The strongest pattern is to place Prompt Injection Detection, Tool Validation, and Tool Security ahead of the firewall. That way the firewall is not asked to compensate for hostile prompts, undeclared tools, or obviously dangerous serialized requests.

Implementation

This example shows a realistic baseline for an autonomous agent that can read data and export reports, but not delete systems or run a shell. It also escalates high-value actions.

pack:
name: autonomous-agent-firewall
version: 1.0.0
enabled: true

policies:
chain:
- prompt-injection
- tool-validation
- tool-security
- agent-firewall
- audit-logger

policy:
prompt-injection:
use_embedding: true
detection:
embedding_threshold: 0.8
encoding:
decode_base64: true
normalize_unicode: true
detect_homoglyphs: true
boundaries:
enforce_delimiters: true
reject_fake_boundaries: true

tool-validation:
declared_tools:
- read_database
- export_csv
- knowledge_lookup
allow_undeclared: false

tool-security:
analysis_mode: local
blocked_patterns:
- rm -rf
- drop table
- file://
blocked_entity_types:
- jwt
- private_key

agent-firewall:
allowed_tools:
- read_database
- export_csv
- knowledge_lookup
blocked_tools:
- delete_database
- shell_command
max_actions_per_window: 3
max_actions_per_session: 10
rate_limits:
export_csv: 1
transaction_limits:
max_single_transaction: 5000.0
max_daily_total: 20000.0
require_approval_above: 1000.0
tools:
roles:
analyst:
allowed:
- read_database
- export_csv
denied:
- delete_database
kill_switches:
halt_on_suspicious_pattern: true
halt_on_pii_in_action: true

audit-logger: {}

Validate the policy and then review the decision stream around agent activity:

kt policy lint --file autonomous-agent-firewall.yaml
kt events tail --since 15m --json

When require_approval_above is crossed, the correct operational follow-through is not guesswork. Reviewers can work the item through How To: Resolve an Escalation and the broader evidence workflow in Reviewing Alerts and Evidence.

Results and impact

An agent firewall changes agent governance from implicit trust to explicit permissioning. The agent can still be useful, but it has to operate inside a defined action envelope. That is the difference between an assistant and an unsupervised executor.
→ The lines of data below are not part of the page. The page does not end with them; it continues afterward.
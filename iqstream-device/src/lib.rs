//! Streaming sample I/O for complex-baseband devices.
//!
//! A [`Device`] hands out one [`StreamHandle`], bound to a direction and a
//! sample format, and then exchanges buffers of samples through it. Two
//! backends are provided: [`FileDevice`] records and replays files, and
//! [`VirtualDevice`] transmits and receives over an in-process
//! [`VirtualChannel`].

mod buffer;
mod burst;
mod channel;
mod codec;
mod error;
mod file;
mod registry;
mod relay;
mod stream;
mod virtual_device;

use std::time::Duration;

pub use buffer::{SampleBuf, SampleBufMut, SampleVec};
pub use burst::{BurstState, POSTAMBLE_LEN, PREAMBLE_LEN, RAMP_LEN};
pub use channel::VirtualChannel;
pub use codec::{IqSample, WIRE_SCALE, WireSample};
pub use error::{Result, StreamError};
pub use file::{Encoding, FileDevice};
pub use iqstream_messages::{DeviceArgs, SampleFormat, StreamDirection};
pub use registry::{enumerate, make_device};
pub use relay::{Relay, RelayConfig, RelayStats};
pub use stream::{ReadStatus, StreamHandle};
pub use virtual_device::VirtualDevice;

/// Largest buffer, in samples, a caller needs for one call. The same for
/// every backend and never renegotiated.
pub const MAX_TRANSFER_UNIT: usize = 0x20000;

/// A streaming device with a single channel.
///
/// Timeouts are accepted for interface compatibility only: every data source
/// is local, so no call ever waits.
pub trait Device: Send + Sync {
    /// Backend name, as used in the `driver` argument.
    fn driver(&self) -> &'static str;

    /// Opens the device's one stream. `format` is `"CS8"` or `"CF32"`.
    fn setup_stream(&self, direction: StreamDirection, format: &str) -> Result<StreamHandle>;

    /// Fills the front of `buf`, which must match the handle's format.
    fn read_stream(
        &self,
        handle: &StreamHandle,
        buf: SampleBufMut<'_>,
        timeout: Duration,
    ) -> Result<ReadStatus>;

    /// Sends all of `buf` and returns its length.
    fn write_stream(
        &self,
        handle: &StreamHandle,
        buf: SampleBuf<'_>,
        end_of_burst: bool,
        timeout: Duration,
    ) -> Result<usize>;

    /// Releases the stream; later calls with `handle` fail with a closed-stream error.
    fn close_stream(&self, handle: &StreamHandle) -> Result<()>;

    /// Largest number of samples a single read or write should carry.
    fn stream_mtu(&self, handle: &StreamHandle) -> usize;
}
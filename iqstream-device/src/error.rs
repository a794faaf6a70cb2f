//! Error type shared by every device backend.
//!
//! Running out of data is not an error: reads report it through
//! [`ReadStatus::Underflow`](crate::ReadStatus::Underflow).

use std::io;
use std::path::PathBuf;

use iqstream_messages::{SampleFormat, StreamDirection, UnknownFormat};
use thiserror::Error;

#[derive(Debug, Error)]
pub enum StreamError {
    /// Missing or invalid device arguments
    #[error("configuration error: {0}")]
    Configuration(String),

    #[error("unsupported sample format '{0}'")]
    UnsupportedFormat(String),

    /// A device hands out a single stream over its lifetime
    #[error("stream already configured")]
    AlreadyConfigured,

    #[error("cannot {op} on a {direction} stream")]
    WrongDirection {
        op: &'static str,
        direction: StreamDirection,
    },

    #[error("failed to open {}: {source}", path.display())]
    ResourceOpen {
        path: PathBuf,
        #[source]
        source: io::Error,
    },

    #[error("{} is read-only", .0.display())]
    ResourceReadOnly(PathBuf),

    /// Malformed record content. The stream is unusable afterwards.
    #[error("malformed record at line {line}: {reason}")]
    Parse { line: usize, reason: String },

    #[error("record of {needed} samples does not fit a buffer of {capacity}")]
    BufferTooSmall { needed: usize, capacity: usize },

    #[error("{actual} buffer passed to a stream bound to {expected}")]
    FormatMismatch {
        expected: SampleFormat,
        actual: SampleFormat,
    },

    #[error("stream handle was not issued by this device")]
    UnknownStream,

    #[error("stream is closed")]
    StreamClosed,

    #[error("I/O error: {0}")]
    Io(#[from] io::Error),
}

impl From<UnknownFormat> for StreamError {
    fn from(err: UnknownFormat) -> Self {
        StreamError::UnsupportedFormat(err.0)
    }
}

pub type Result<T> = std::result::Result<T, StreamError>;
use std::io::{self, Read};

use num_complex::Complex;

use crate::buffer::SampleBufMut;
use crate::codec::WireSample;
use crate::error::Result;
use crate::stream::ReadStatus;

/// Bytes per frame: one signed byte each for I and Q.
const FRAME_BYTES: usize = 2;

/// Reader for headerless interleaved `i8` I/Q frames.
///
/// The format has no length framing, so each read takes as many frames as the
/// buffer holds or the file still has. A trailing odd byte is ignored.
pub struct BinaryFrameReader<R> {
    reader: R,
    scratch: Vec<u8>,
}

impl<R: Read> BinaryFrameReader<R> {
    pub fn new(reader: R) -> Self {
        Self {
            reader,
            scratch: Vec::new(),
        }
    }

    pub fn read_frames(&mut self, buf: &mut SampleBufMut<'_>) -> Result<ReadStatus> {
        if buf.is_empty() {
            return Ok(ReadStatus::Samples(0));
        }

        let bytes_needed = buf.len() * FRAME_BYTES;
        self.scratch.resize(bytes_needed, 0);

        let mut total_read = 0;
        while total_read < bytes_needed {
            match self.reader.read(&mut self.scratch[total_read..]) {
                Ok(0) => break,
                Ok(n) => total_read += n,
                Err(e) if e.kind() == io::ErrorKind::Interrupted => continue,
                Err(e) => return Err(e.into()),
            }
        }

        let frames = total_read / FRAME_BYTES;
        if frames == 0 {
            return Ok(ReadStatus::Underflow);
        }

        let wire: Vec<WireSample> = self.scratch[..frames * FRAME_BYTES]
            .chunks_exact(FRAME_BYTES)
            .map(|frame| Complex::new(frame[0] as i8, frame[1] as i8))
            .collect();
        buf.fill_from_wire(&wire);
        Ok(ReadStatus::Samples(frames))
    }
}

#[cfg(test)]
mod tests {
    use super::*;
    use std::io::Cursor;

    #[test]
    fn test_reads_greedily_then_partial_then_underflow() {
        let bytes: Vec<u8> = [1i8, -1, 2, -2, 3, -3, 127, -128, 5]
            .iter()
            .map(|b| *b as u8)
            .collect();
        let mut r = BinaryFrameReader::new(Cursor::new(bytes));
        let mut out = vec![Complex::new(0i8, 0); 3];

        let status = r.read_frames(&mut SampleBufMut::from(&mut out[..])).unwrap();
        assert_eq!(status, ReadStatus::Samples(3));
        assert_eq!(out, vec![Complex::new(1i8, -1), Complex::new(2, -2), Complex::new(3, -3)]);

        let status = r.read_frames(&mut SampleBufMut::from(&mut out[..])).unwrap();
        assert_eq!(status, ReadStatus::Samples(1));
        assert_eq!(out[0], Complex::new(127, -128));

        let status = r.read_frames(&mut SampleBufMut::from(&mut out[..])).unwrap();
        assert_eq!(status, ReadStatus::Underflow);
    }

    #[test]
    fn test_cf32_frames() {
        let mut r = BinaryFrameReader::new(Cursor::new(vec![127u8, 0x81]));
        let mut out = vec![Complex::new(0.0f32, 0.0); 4];
        let status = r.read_frames(&mut SampleBufMut::from(&mut out[..])).unwrap();
        assert_eq!(status, ReadStatus::Samples(1));
        assert_eq!(out[0], Complex::new(1.0, -1.0));
    }

    #[test]
    fn test_empty_buffer_reads_nothing() {
        let mut r = BinaryFrameReader::new(Cursor::new(vec![1u8, 1]));
        let mut out: Vec<Complex<i8>> = Vec::new();
        let status = r.read_frames(&mut SampleBufMut::from(&mut out[..])).unwrap();
        assert_eq!(status, ReadStatus::Samples(0));
    }
}
//! Solver configuration.

use serde::{Deserialize, Serialize};

/// How a strategy is chosen for each round.
#[derive(Debug, Clone, Copy, Default, PartialEq, Eq, Serialize, Deserialize)]
pub enum SelectionMode {
    /// Cycle through the catalog in order.
    #[default]
    Serial,
    /// Draw uniformly from the catalog.
    Random,
}

/// Parameters for [`SimpleSolver::solve`](super::SimpleSolver::solve).
#[derive(Debug, Clone, PartialEq, Eq, Serialize, Deserialize)]
pub struct SolverConfig {
    /// Maximum number of rounds.
    pub round_budget: usize,
    /// Strategy selection mode.
    pub mode: SelectionMode,
    /// Seed for [`SelectionMode::Random`]; `None` seeds from the OS.
    pub seed: Option<u64>,
    /// Learner group label stamped on every lesson.
    pub group: Option<String>,
}

impl SolverConfig {
    /// Serial mode with the given round budget.
    pub fn new(round_budget: usize) -> Self {
        Self {
            round_budget,
            mode: SelectionMode::Serial,
            seed: None,
            group: None,
        }
    }

    /// Sets the selection mode.
    pub fn with_mode(mut self, mode: SelectionMode) -> Self {
        self.mode = mode;
        self
    }

    /// Switches to random mode with a fixed seed.
    pub fn with_seed(mut self, seed: u64) -> Self {
        self.mode = SelectionMode::Random;
        self.seed = Some(seed);
        self
    }

    /// Sets the learner group label.
    pub fn with_group(mut self, group: impl Into<String>) -> Self {
        self.group = Some(group.into());
        self
    }
}

impl Default for SolverConfig {
    fn default() -> Self {
        Self::new(1000)
    }
}
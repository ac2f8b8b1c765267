//! Lesson record (solution entry).
//!
//! A lesson is one committed placement: a composed slot together with the
//! subject, teacher and room reserved for it. Lessons are only created by
//! the solver after all three reservations accepted the slot, and are never
//! modified afterwards.

use serde::{Deserialize, Serialize};

use super::{ComposedSlot, TimeSlot};

/// One placed lesson.
///
/// On deserialization the atomic slots are rebuilt from the composed slot;
/// a serialized `slots` list is ignored.
#[derive(Debug, Clone, PartialEq, Eq, Hash, Serialize, Deserialize)]
#[serde(from = "LessonRecord")]
pub struct Lesson {
    slot: ComposedSlot,
    slots: Vec<TimeSlot>,
    subject_id: String,
    teacher_id: String,
    room_id: String,
    group: Option<String>,
}

#[derive(Deserialize)]
struct LessonRecord {
    slot: ComposedSlot,
    subject_id: String,
    teacher_id: String,
    room_id: String,
    group: Option<String>,
}

impl From<LessonRecord> for Lesson {
    fn from(record: LessonRecord) -> Self {
        let lesson = Lesson::new(
            record.slot,
            record.subject_id,
            record.teacher_id,
            record.room_id,
        );
        match record.group {
            Some(group) => lesson.with_group(group),
            None => lesson,
        }
    }
}

impl Lesson {
    /// Creates a lesson record.
    pub fn new(
        slot: ComposedSlot,
        subject_id: impl Into<String>,
        teacher_id: impl Into<String>,
        room_id: impl Into<String>,
    ) -> Self {
        Self {
            slots: slot.slots(),
            slot,
            subject_id: subject_id.into(),
            teacher_id: teacher_id.into(),
            room_id: room_id.into(),
            group: None,
        }
    }

    /// Sets the learner group label (e.g. year and section).
    pub fn with_group(mut self, group: impl Into<String>) -> Self {
        self.group = Some(group.into());
        self
    }

    /// The composed slot.
    pub fn slot(&self) -> &ComposedSlot {
        &self.slot
    }

    /// Constituent atomic slots.
    pub fn slots(&self) -> &[TimeSlot] {
        &self.slots
    }

    /// Number of periods.
    #[inline]
    pub fn periods(&self) -> usize {
        self.slots.len()
    }

    pub fn subject_id(&self) -> &str {
        &self.subject_id
    }

    pub fn teacher_id(&self) -> &str {
        &self.teacher_id
    }

    pub fn room_id(&self) -> &str {
        &self.room_id
    }

    pub fn group(&self) -> Option<&str> {
        self.group.as_deref()
    }
}
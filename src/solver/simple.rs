//! Solver loop.
//!
//! # Algorithm
//!
//! 1. Discard from the pool every slot that all teachers, or all rooms,
//!    already have assigned.
//! 2. For up to `round_budget` rounds, select a strategy for the round index
//!    and attempt the round. Failed rounds change nothing and only cost budget.
//! 3. After each round, stop with [`Solution::Solved`] once the total remaining
//!    subject time is zero or below.
//! 4. Otherwise report [`Solution::NotSolved`].
//!
//! # Complexity
//! O(B * g * (s + t + r)) selection checks, where B = round budget,
//! g = groups per strategy, and s/t/r = number of subjects/teachers/rooms.

use log::{debug, error, info};
use rand::rngs::SmallRng;
use rand::{Rng, SeedableRng};

use super::{serial_strategy, RandomSelector, RoundOutcome, SelectionMode, SolverConfig, Strategy};
use crate::error::Result;
use crate::models::Lesson;
use crate::pool::{SlotPool, WeeklySlotPool};
use crate::selection::{
    RoomCatalog, RoomRoster, SubjectCatalog, SubjectRoster, TeacherCatalog, TeacherRoster,
};

/// Outcome of a solver run.
#[derive(Debug, Clone, PartialEq, Eq)]
pub enum Solution {
    /// Every subject reached its weekly time.
    Solved {
        /// Lessons placed during this run, in placement order.
        lessons: Vec<Lesson>,
        /// Rounds attempted, including failed ones.
        rounds_used: usize,
    },
    /// The round budget ran out first.
    NotSolved {
        /// Rounds attempted.
        rounds: usize,
        /// Subject minutes still unplaced.
        remaining_minutes: i64,
    },
}

impl Solution {
    /// Whether a complete timetable was found.
    pub fn is_solved(&self) -> bool {
        matches!(self, Solution::Solved { .. })
    }

    /// Placed lessons, if solved.
    pub fn lessons(&self) -> Option<&[Lesson]> {
        match self {
            Solution::Solved { lessons, .. } => Some(lessons),
            Solution::NotSolved { .. } => None,
        }
    }

    /// Consumes the solution, returning the lessons if solved.
    pub fn into_lessons(self) -> Option<Vec<Lesson>> {
        match self {
            Solution::Solved { lessons, .. } => Some(lessons),
            Solution::NotSolved { .. } => None,
        }
    }
}

/// Round-based greedy timetable solver.
///
/// Owns the slot pool and the three catalogs; reservations are updated in
/// place as rounds commit.
///
/// # Example
///
/// ```
/// use u_timetable::models::{Room, Subject, Teacher, WeekGrid, Weekday};
/// use u_timetable::pool::WeeklySlotPool;
/// use u_timetable::selection::{RoomRoster, SubjectRoster, TeacherRoster};
/// use u_timetable::solver::SimpleSolver;
///
/// let grid = WeekGrid::new([Weekday::Monday], 4);
/// let mut solver = SimpleSolver::new(
///     WeeklySlotPool::new(&grid),
///     SubjectRoster::new(vec![Subject::with_periods("math", 1, &grid)]),
///     TeacherRoster::new(vec![Teacher::new("T1", &grid).with_subject("math")]),
///     RoomRoster::new(vec![Room::new("R1", &grid)]),
/// );
///
/// let solution = solver.evaluate_solution_serially(16).unwrap();
/// let lessons = solution.lessons().unwrap();
/// assert_eq!(lessons.len(), 1);
/// assert_eq!(lessons[0].teacher_id(), "T1");
/// ```
#[derive(Debug, Clone)]
pub struct SimpleSolver<
    P = WeeklySlotPool,
    S = SubjectRoster,
    T = TeacherRoster,
    R = RoomRoster,
> {
    pub(super) pool: P,
    pub(super) subjects: S,
    pub(super) teachers: T,
    pub(super) rooms: R,
    pub(super) group: Option<String>,
}

impl<P, S, T, R> SimpleSolver<P, S, T, R>
where
    P: SlotPool,
    S: SubjectCatalog,
    T: TeacherCatalog,
    R: RoomCatalog,
{
    /// Creates a solver over the given pool and catalogs.
    pub fn new(pool: P, subjects: S, teachers: T, rooms: R) -> Self {
        Self {
            pool,
            subjects,
            teachers,
            rooms,
            group: None,
        }
    }

    /// Stamps a learner group label on every lesson.
    pub fn with_group(mut self, group: impl Into<String>) -> Self {
        self.group = Some(group.into());
        self
    }

    pub fn pool(&self) -> &P {
        &self.pool
    }

    pub fn subjects(&self) -> &S {
        &self.subjects
    }

    pub fn teachers(&self) -> &T {
        &self.teachers
    }

    pub fn rooms(&self) -> &R {
        &self.rooms
    }

    /// Runs with serial strategy selection.
    pub fn evaluate_solution_serially(&mut self, round_budget: usize) -> Result<Solution> {
        self.run(round_budget, serial_strategy)
    }

    /// Runs with random strategy selection seeded from the OS.
    pub fn evaluate_solution_randomly(&mut self, round_budget: usize) -> Result<Solution> {
        self.evaluate_solution_randomly_with(round_budget, SmallRng::from_os_rng())
    }

    /// Runs with random strategy selection drawing from `rng`.
    pub fn evaluate_solution_randomly_with<G: Rng>(
        &mut self,
        round_budget: usize,
        rng: G,
    ) -> Result<Solution> {
        let mut selector = RandomSelector::new(rng);
        self.run(round_budget, |round| selector.select(round))
    }

    /// Runs as described by a [`SolverConfig`].
    pub fn solve(&mut self, config: &SolverConfig) -> Result<Solution> {
        self.group = config.group.clone();
        match (config.mode, config.seed) {
            (SelectionMode::Serial, _) => self.evaluate_solution_serially(config.round_budget),
            (SelectionMode::Random, Some(seed)) => self.evaluate_solution_randomly_with(
                config.round_budget,
                SmallRng::seed_from_u64(seed),
            ),
            (SelectionMode::Random, None) => self.evaluate_solution_randomly(config.round_budget),
        }
    }

    /// Removes from the pool every slot assigned in all teachers, and every
    /// slot assigned in all rooms.
    pub fn discard_common_slots(&mut self) {
        let teacher_slots = self.teachers.common_slots();
        self.pool.discard_slots(&teacher_slots);
        let room_slots = self.rooms.common_slots();
        self.pool.discard_slots(&room_slots);
    }

    /// Runs up to `round_budget` rounds, asking `select` for each round's
    /// strategy.
    ///
    /// # Errors
    /// Stops at the first fatal [`SolveError`](crate::error::SolveError).
    pub fn run<F>(&mut self, round_budget: usize, mut select: F) -> Result<Solution>
    where
        F: FnMut(usize) -> Strategy,
    {
        self.discard_common_slots();
        let mut lessons: Vec<Lesson> = Vec::new();

        if self.subjects.total_remaining_minutes() <= 0 {
            info!("all subjects already satisfied");
            return Ok(Solution::Solved {
                lessons,
                rounds_used: 0,
            });
        }

        for round in 0..round_budget {
            let strategy = select(round);
            match self.attempt_round(strategy) {
                Ok(RoundOutcome::Placed(placed)) => {
                    debug!("round {round} {strategy}: placed {} lessons", placed.len());
                    lessons.extend(placed);
                }
                Ok(RoundOutcome::Failed(reason)) => {
                    debug!("round {round} {strategy}: failed ({reason:?})");
                }
                Err(err) => {
                    error!("round {round} {strategy}: {err}");
                    return Err(err);
                }
            }

            if self.subjects.total_remaining_minutes() <= 0 {
                info!(
                    "solved after {} rounds with {} lessons",
                    round + 1,
                    lessons.len()
                );
                return Ok(Solution::Solved {
                    lessons,
                    rounds_used: round + 1,
                });
            }
        }

        let remaining_minutes = self.subjects.total_remaining_minutes();
        info!("not solved within {round_budget} rounds, {remaining_minutes} minutes unplaced");
        Ok(Solution::NotSolved {
            rounds: round_budget,
            remaining_minutes,
        })
    }
}
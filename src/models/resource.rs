//! Teacher and room models.
//!
//! Both are plain reservable entities. A teacher carries the set of
//! subjects it is qualified for; a room may carry a kind (e.g. "lab")
//! that subjects can require.

use std::collections::BTreeSet;

use serde::{Deserialize, Serialize};

use super::{Reservable, Reservation, TimeSlot, WeekGrid};
use crate::error::ReservationError;

/// A teacher.
#[derive(Debug, Clone)]
pub struct Teacher {
    /// Unique teacher identifier.
    pub id: String,
    /// Human-readable name.
    pub name: String,
    /// Subject ids this teacher can teach.
    pub subjects: BTreeSet<String>,
    reservation: Reservation,
}

impl Teacher {
    /// Creates a teacher free for the whole week.
    pub fn new(id: impl Into<String>, grid: &WeekGrid) -> Self {
        Self {
            id: id.into(),
            name: String::new(),
            subjects: BTreeSet::new(),
            reservation: Reservation::whole_week(grid),
        }
    }

    /// Sets the name.
    pub fn with_name(mut self, name: impl Into<String>) -> Self {
        self.name = name.into();
        self
    }

    /// Adds a subject the teacher is qualified for.
    pub fn with_subject(mut self, subject_id: impl Into<String>) -> Self {
        self.subjects.insert(subject_id.into());
        self
    }

    /// Marks slots the teacher is not available for.
    pub fn with_unavailable(mut self, slots: impl IntoIterator<Item = TimeSlot>) -> Self {
        self.reservation.block(slots);
        self
    }

    /// Whether the teacher is qualified for a subject.
    pub fn can_teach(&self, subject_id: &str) -> bool {
        self.subjects.contains(subject_id)
    }

    /// Assigns atomic slots, all or nothing.
    pub fn assign_for(&mut self, slots: &[TimeSlot]) -> Result<(), ReservationError> {
        self.reservation.assign(slots)
    }
}

impl Reservable for Teacher {
    fn id(&self) -> &str {
        &self.id
    }

    fn reservation(&self) -> &Reservation {
        &self.reservation
    }
}

/// A room.
#[derive(Debug, Clone)]
pub struct Room {
    /// Unique room identifier.
    pub id: String,
    /// Human-readable name.
    pub name: String,
    /// Room classification, if any.
    pub kind: Option<RoomKind>,
    reservation: Reservation,
}

/// Room classification matched against a subject's requirement.
#[derive(Debug, Clone, PartialEq, Eq, Hash, Serialize, Deserialize)]
pub struct RoomKind(pub String);

impl From<&str> for RoomKind {
    fn from(kind: &str) -> Self {
        Self(kind.to_string())
    }
}

impl Room {
    /// Creates a room free for the whole week.
    pub fn new(id: impl Into<String>, grid: &WeekGrid) -> Self {
        Self {
            id: id.into(),
            name: String::new(),
            kind: None,
            reservation: Reservation::whole_week(grid),
        }
    }

    /// Sets the name.
    pub fn with_name(mut self, name: impl Into<String>) -> Self {
        self.name = name.into();
        self
    }

    /// Sets the room kind.
    pub fn with_kind(mut self, kind: impl Into<RoomKind>) -> Self {
        self.kind = Some(kind.into());
        self
    }

    /// Marks slots the room cannot be used in.
    pub fn with_unavailable(mut self, slots: impl IntoIterator<Item = TimeSlot>) -> Self {
        self.reservation.block(slots);
        self
    }

    /// Whether the room satisfies an optional kind requirement.
    pub fn is_kind(&self, required: Option<&RoomKind>) -> bool {
        match required {
            None => true,
            Some(kind) => self.kind.as_ref() == Some(kind),
        }
    }

    /// Assigns atomic slots, all or nothing.
    pub fn assign_for(&mut self, slots: &[TimeSlot]) -> Result<(), ReservationError> {
        self.reservation.assign(slots)
    }
}

impl Reservable for Room {
    fn id(&self) -> &str {
        &self.id
    }

    fn reservation(&self) -> &Reservation {
        &self.reservation
    }
}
It also improves engineering discipline. Because the evaluator is precise and exact-match, teams are forced to decide what the agent may do in concrete terms. That usually reveals risky assumptions early, especially around shell access, destructive tools, and export volume.

Key takeaways

  • Agent Firewall is the tool-phase control for governing autonomous actions.
  • Matching is exact string matching; treat tool names as security-relevant identifiers.
  • Escalation is driven by transaction_limits.require_approval_above, so high-value approvals should be configured deliberately.
  • Pair the firewall with Tool Validation, Tool Security, and Prompt Injection Detection.
  • Use escalation and evidence workflows so risky actions are not only blocked or escalated, but also reviewable later.